What the exercise asks: Look through the material below and give the number of lines holding "items", with no other words.
- - -
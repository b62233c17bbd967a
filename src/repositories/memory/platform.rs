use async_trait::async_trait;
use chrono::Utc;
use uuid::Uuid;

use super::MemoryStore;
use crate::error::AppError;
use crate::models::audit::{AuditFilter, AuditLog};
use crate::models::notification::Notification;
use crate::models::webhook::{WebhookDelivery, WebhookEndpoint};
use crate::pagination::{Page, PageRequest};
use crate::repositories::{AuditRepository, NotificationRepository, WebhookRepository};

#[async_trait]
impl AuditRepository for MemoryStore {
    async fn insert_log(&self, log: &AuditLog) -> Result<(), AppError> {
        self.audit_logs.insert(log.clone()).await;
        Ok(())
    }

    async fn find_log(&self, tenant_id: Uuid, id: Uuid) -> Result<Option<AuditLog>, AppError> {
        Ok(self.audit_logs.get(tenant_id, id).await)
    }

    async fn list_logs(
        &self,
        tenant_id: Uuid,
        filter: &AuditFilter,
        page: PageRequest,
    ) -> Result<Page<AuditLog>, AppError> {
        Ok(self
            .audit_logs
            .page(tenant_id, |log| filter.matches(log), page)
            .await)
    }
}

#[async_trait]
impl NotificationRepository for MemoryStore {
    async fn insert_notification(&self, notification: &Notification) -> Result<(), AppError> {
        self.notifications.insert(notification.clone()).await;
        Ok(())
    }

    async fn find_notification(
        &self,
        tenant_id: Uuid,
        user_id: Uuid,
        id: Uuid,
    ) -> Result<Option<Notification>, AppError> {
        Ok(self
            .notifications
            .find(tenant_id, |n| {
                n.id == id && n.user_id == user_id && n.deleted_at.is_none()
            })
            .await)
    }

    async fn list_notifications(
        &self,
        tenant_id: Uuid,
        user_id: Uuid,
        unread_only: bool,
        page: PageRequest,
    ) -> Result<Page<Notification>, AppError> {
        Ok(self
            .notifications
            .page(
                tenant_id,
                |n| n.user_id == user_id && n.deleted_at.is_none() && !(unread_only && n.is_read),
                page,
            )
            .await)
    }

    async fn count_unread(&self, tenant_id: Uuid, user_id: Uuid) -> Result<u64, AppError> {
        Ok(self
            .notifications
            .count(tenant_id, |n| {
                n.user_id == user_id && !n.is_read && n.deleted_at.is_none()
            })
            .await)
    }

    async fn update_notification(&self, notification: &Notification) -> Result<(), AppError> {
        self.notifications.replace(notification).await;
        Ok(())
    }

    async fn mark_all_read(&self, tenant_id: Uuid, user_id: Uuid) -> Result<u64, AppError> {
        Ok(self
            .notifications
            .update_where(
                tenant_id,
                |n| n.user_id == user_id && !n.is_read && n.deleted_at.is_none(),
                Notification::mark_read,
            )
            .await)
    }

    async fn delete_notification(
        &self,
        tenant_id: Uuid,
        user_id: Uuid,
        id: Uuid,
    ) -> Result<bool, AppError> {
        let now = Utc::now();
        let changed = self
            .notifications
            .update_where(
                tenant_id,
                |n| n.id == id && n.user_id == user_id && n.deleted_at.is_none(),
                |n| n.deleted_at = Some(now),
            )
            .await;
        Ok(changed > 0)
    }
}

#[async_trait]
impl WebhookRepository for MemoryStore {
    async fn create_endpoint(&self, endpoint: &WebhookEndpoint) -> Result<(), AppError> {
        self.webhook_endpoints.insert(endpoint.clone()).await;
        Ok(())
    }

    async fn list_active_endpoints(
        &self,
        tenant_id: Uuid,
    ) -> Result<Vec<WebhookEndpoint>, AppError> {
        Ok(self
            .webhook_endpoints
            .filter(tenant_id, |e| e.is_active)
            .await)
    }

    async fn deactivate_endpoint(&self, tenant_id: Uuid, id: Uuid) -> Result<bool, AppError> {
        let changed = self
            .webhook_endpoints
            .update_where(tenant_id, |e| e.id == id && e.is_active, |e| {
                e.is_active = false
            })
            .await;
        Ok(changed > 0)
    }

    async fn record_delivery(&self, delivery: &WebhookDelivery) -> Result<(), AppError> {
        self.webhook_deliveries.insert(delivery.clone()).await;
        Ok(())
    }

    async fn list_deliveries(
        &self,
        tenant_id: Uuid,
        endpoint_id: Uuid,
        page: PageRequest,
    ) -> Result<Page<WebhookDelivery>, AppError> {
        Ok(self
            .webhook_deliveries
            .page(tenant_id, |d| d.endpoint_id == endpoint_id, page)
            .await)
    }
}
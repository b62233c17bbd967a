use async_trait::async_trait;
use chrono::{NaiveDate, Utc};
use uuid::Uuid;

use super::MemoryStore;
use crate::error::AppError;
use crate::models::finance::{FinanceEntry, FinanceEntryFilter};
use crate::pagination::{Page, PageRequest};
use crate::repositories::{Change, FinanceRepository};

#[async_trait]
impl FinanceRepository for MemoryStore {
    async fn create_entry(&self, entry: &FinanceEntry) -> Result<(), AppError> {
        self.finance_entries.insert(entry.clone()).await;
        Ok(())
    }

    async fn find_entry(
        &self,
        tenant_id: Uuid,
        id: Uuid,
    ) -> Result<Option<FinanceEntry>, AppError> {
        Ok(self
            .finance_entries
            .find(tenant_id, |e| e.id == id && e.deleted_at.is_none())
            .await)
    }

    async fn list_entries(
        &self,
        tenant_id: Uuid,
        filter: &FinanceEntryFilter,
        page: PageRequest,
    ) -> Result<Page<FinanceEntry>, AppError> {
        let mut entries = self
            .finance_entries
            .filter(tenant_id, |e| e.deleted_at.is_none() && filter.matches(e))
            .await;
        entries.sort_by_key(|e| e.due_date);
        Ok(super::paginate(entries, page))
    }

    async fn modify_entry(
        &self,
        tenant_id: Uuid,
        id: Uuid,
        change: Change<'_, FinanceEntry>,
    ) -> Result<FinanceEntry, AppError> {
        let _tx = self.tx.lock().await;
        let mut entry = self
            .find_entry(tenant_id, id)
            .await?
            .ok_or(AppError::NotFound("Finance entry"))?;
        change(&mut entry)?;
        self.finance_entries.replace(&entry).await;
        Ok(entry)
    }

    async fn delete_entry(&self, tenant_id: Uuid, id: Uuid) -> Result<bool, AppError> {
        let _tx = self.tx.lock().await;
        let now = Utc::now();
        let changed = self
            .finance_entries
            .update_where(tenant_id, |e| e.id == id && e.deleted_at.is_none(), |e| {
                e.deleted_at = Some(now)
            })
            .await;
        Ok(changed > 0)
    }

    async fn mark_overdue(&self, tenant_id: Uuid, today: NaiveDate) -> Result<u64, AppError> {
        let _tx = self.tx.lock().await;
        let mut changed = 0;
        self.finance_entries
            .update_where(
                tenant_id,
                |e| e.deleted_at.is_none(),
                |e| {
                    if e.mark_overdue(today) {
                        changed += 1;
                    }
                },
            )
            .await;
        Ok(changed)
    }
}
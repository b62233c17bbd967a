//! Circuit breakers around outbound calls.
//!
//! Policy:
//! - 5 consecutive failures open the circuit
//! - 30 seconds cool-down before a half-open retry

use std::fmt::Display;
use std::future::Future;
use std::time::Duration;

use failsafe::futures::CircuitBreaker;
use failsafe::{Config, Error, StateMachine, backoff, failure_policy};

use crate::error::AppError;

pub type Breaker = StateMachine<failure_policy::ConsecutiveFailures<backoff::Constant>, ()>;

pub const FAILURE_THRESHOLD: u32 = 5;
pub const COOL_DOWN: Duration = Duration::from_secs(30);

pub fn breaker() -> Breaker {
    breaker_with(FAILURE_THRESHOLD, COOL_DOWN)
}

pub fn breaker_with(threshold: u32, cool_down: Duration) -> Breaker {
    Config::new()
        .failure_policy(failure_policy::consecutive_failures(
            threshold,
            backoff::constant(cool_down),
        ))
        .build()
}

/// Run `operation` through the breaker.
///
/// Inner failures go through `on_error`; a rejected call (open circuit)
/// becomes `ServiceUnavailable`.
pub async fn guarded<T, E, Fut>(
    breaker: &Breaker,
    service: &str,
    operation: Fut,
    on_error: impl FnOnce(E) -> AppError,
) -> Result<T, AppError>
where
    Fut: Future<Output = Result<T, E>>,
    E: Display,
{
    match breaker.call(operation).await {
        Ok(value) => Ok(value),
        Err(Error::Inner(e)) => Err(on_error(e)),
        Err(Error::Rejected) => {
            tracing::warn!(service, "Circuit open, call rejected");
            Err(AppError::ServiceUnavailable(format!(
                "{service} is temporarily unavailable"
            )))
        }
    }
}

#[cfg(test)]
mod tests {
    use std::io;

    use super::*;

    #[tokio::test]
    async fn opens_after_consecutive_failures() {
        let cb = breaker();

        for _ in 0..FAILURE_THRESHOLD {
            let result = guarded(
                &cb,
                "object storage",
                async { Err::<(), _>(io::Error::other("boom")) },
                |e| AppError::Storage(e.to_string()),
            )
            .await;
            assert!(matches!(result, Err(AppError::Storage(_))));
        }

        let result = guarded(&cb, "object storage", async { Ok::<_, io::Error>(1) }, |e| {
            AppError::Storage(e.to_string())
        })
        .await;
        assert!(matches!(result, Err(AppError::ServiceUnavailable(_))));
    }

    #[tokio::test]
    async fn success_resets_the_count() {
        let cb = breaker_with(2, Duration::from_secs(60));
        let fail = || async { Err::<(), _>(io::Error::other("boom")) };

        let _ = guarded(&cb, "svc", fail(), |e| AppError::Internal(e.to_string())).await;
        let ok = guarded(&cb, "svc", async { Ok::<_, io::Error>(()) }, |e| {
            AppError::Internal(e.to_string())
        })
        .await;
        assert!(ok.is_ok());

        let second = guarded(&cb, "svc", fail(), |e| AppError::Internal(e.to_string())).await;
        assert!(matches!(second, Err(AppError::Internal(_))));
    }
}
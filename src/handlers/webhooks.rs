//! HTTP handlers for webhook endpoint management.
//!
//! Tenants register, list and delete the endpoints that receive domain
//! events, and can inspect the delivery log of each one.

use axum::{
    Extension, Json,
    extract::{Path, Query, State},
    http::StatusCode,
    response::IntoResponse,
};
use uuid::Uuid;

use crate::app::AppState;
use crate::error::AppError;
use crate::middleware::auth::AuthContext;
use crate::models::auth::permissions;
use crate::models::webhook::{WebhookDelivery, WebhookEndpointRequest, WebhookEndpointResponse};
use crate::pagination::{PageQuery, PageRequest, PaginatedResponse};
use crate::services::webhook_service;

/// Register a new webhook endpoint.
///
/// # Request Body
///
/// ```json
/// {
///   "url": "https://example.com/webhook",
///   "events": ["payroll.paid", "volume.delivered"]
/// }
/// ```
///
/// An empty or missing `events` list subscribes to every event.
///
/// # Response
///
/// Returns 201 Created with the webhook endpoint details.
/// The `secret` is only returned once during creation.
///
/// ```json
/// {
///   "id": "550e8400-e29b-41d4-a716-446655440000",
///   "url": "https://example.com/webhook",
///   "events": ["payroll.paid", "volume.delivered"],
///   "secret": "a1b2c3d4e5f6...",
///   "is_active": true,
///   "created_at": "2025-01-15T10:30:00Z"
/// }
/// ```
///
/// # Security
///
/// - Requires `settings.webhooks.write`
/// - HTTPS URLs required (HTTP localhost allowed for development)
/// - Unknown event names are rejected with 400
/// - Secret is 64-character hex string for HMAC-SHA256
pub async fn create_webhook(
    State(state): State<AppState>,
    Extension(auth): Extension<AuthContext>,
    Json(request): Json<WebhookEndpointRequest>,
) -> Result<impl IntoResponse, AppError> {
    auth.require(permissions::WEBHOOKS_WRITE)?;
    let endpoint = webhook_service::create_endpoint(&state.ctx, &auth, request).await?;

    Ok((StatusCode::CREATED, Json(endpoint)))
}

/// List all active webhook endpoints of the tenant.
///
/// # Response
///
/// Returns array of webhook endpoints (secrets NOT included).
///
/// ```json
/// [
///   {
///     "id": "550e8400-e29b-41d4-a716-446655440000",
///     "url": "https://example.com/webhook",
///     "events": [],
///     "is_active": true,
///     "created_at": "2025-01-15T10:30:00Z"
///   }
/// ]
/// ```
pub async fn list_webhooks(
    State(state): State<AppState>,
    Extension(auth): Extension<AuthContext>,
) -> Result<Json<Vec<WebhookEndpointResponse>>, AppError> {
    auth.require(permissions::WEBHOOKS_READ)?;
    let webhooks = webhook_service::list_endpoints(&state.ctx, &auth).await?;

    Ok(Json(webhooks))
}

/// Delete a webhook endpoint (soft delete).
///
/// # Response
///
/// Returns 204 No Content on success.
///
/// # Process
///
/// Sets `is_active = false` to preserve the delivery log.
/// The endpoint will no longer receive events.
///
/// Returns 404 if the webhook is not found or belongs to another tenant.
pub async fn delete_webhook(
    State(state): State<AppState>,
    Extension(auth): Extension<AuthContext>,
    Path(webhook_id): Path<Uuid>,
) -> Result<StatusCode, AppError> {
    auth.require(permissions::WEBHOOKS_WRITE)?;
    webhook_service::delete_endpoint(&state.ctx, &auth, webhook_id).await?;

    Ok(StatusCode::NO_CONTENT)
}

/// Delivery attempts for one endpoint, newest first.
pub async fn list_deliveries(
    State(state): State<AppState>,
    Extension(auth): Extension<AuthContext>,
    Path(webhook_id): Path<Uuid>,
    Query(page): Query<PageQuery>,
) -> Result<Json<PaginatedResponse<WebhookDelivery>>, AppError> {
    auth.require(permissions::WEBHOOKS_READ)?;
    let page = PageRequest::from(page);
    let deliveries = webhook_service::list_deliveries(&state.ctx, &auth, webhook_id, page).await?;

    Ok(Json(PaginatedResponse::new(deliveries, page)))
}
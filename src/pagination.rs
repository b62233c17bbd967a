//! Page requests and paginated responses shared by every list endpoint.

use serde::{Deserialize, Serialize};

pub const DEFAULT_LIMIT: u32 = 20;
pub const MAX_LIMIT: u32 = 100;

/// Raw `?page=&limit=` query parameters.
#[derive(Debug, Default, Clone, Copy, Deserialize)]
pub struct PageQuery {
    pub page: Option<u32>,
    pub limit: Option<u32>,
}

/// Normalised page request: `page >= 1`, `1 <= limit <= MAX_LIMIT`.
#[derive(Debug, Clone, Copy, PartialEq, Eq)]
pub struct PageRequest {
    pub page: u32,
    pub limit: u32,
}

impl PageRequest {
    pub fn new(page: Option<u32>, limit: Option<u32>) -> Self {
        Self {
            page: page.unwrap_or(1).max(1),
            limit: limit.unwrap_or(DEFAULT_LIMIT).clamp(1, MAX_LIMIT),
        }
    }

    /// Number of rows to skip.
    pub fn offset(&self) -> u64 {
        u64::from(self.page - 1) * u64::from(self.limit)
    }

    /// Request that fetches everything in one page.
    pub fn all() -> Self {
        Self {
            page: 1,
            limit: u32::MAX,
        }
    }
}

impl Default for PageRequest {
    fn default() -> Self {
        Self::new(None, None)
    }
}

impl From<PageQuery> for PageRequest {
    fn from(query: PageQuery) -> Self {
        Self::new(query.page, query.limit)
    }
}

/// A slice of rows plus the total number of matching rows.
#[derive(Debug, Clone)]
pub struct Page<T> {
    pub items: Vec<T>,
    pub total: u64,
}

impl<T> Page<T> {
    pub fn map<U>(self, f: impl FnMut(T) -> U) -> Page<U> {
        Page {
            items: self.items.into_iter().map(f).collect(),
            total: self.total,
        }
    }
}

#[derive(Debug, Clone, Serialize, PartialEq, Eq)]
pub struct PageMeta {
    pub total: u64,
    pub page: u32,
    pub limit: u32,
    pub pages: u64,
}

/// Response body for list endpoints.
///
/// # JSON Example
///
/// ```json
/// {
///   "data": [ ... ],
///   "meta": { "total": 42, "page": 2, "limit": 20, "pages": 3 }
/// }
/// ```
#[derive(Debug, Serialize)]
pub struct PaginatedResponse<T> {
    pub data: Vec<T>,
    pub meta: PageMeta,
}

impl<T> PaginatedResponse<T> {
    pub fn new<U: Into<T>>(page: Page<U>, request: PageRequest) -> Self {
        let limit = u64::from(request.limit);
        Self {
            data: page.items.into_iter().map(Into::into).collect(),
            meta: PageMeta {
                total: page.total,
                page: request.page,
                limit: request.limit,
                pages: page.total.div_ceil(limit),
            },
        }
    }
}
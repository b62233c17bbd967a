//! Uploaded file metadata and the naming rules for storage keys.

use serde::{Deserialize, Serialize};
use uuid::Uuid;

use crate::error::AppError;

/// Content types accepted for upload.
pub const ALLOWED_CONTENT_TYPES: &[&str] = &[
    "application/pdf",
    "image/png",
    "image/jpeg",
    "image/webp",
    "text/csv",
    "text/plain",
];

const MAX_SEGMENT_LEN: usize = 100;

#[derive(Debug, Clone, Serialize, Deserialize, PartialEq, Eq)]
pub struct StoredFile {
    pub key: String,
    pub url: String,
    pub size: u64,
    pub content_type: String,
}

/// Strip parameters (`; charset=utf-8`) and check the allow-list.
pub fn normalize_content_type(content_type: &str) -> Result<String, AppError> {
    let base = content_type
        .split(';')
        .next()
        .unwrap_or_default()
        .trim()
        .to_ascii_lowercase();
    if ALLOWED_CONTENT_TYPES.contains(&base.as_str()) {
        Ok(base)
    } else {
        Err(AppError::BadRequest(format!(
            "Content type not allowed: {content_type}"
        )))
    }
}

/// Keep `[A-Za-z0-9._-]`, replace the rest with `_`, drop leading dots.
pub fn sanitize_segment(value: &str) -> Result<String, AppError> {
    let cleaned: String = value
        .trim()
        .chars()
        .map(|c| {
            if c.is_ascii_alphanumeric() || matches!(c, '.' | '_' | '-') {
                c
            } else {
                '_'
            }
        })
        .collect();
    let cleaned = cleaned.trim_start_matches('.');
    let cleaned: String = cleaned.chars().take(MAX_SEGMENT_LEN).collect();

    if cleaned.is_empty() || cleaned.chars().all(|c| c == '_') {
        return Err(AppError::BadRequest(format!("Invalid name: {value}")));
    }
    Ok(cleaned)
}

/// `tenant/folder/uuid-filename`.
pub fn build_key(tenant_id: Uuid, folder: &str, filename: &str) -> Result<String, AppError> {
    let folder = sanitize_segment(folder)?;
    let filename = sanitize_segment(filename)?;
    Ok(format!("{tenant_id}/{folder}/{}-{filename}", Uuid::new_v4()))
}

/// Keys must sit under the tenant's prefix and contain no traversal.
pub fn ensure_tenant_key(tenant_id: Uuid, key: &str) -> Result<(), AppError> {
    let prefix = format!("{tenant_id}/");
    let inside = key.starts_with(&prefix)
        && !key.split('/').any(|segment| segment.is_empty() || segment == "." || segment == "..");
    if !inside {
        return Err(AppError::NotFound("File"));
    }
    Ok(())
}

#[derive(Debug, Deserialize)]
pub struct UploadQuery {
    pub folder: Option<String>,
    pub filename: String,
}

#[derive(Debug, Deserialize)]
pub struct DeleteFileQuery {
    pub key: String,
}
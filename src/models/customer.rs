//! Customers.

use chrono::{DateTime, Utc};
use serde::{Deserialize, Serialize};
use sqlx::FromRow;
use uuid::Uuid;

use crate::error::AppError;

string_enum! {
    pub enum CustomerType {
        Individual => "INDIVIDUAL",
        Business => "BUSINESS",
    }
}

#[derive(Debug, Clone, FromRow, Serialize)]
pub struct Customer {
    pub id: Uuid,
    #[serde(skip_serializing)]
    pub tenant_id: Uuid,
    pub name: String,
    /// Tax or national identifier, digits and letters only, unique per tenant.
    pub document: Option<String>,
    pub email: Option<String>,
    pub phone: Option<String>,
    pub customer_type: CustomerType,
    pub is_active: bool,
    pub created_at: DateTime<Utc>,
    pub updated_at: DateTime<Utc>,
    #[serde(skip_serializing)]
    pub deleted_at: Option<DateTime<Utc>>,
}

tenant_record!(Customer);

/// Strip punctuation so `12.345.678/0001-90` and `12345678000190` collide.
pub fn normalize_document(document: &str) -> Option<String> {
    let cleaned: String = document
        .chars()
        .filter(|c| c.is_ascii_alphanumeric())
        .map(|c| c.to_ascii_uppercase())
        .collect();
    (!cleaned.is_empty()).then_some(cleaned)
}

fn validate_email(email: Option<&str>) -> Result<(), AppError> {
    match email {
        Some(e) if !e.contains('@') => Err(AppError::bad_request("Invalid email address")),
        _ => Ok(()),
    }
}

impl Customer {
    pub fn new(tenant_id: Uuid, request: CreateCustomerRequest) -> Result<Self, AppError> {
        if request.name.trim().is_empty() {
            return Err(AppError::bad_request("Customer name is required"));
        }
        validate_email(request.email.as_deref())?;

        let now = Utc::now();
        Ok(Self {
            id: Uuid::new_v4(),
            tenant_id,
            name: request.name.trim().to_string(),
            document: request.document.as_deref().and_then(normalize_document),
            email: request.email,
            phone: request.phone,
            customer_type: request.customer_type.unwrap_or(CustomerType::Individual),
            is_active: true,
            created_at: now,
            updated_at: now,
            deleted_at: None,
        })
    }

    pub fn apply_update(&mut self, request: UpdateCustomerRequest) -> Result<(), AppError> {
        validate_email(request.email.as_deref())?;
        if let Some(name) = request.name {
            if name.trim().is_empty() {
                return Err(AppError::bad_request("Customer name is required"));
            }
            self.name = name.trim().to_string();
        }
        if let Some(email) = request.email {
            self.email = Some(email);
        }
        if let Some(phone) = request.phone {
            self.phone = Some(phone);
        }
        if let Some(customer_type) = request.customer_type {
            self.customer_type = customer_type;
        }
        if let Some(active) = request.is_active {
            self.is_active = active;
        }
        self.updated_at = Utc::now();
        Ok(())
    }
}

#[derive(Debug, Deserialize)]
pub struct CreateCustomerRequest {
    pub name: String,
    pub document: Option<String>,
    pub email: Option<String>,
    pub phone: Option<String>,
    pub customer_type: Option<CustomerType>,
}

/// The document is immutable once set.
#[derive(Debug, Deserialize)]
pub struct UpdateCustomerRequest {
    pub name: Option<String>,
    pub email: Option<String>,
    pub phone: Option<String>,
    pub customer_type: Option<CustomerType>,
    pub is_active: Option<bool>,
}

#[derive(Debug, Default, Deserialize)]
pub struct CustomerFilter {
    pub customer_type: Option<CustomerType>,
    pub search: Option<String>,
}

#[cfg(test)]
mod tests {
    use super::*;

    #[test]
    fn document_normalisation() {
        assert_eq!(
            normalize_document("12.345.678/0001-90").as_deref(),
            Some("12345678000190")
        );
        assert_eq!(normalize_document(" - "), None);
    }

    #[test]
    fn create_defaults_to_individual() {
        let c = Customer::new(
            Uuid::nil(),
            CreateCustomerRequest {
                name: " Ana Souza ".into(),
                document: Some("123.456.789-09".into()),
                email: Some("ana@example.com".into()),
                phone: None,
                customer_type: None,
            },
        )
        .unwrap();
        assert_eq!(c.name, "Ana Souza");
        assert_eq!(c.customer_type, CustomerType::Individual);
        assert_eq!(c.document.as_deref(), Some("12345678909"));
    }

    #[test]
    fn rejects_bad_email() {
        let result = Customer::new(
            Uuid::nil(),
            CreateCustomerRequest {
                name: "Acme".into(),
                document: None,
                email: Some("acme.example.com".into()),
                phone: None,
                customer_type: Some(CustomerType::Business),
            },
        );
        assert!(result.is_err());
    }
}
- - -
Result of the exercise: 3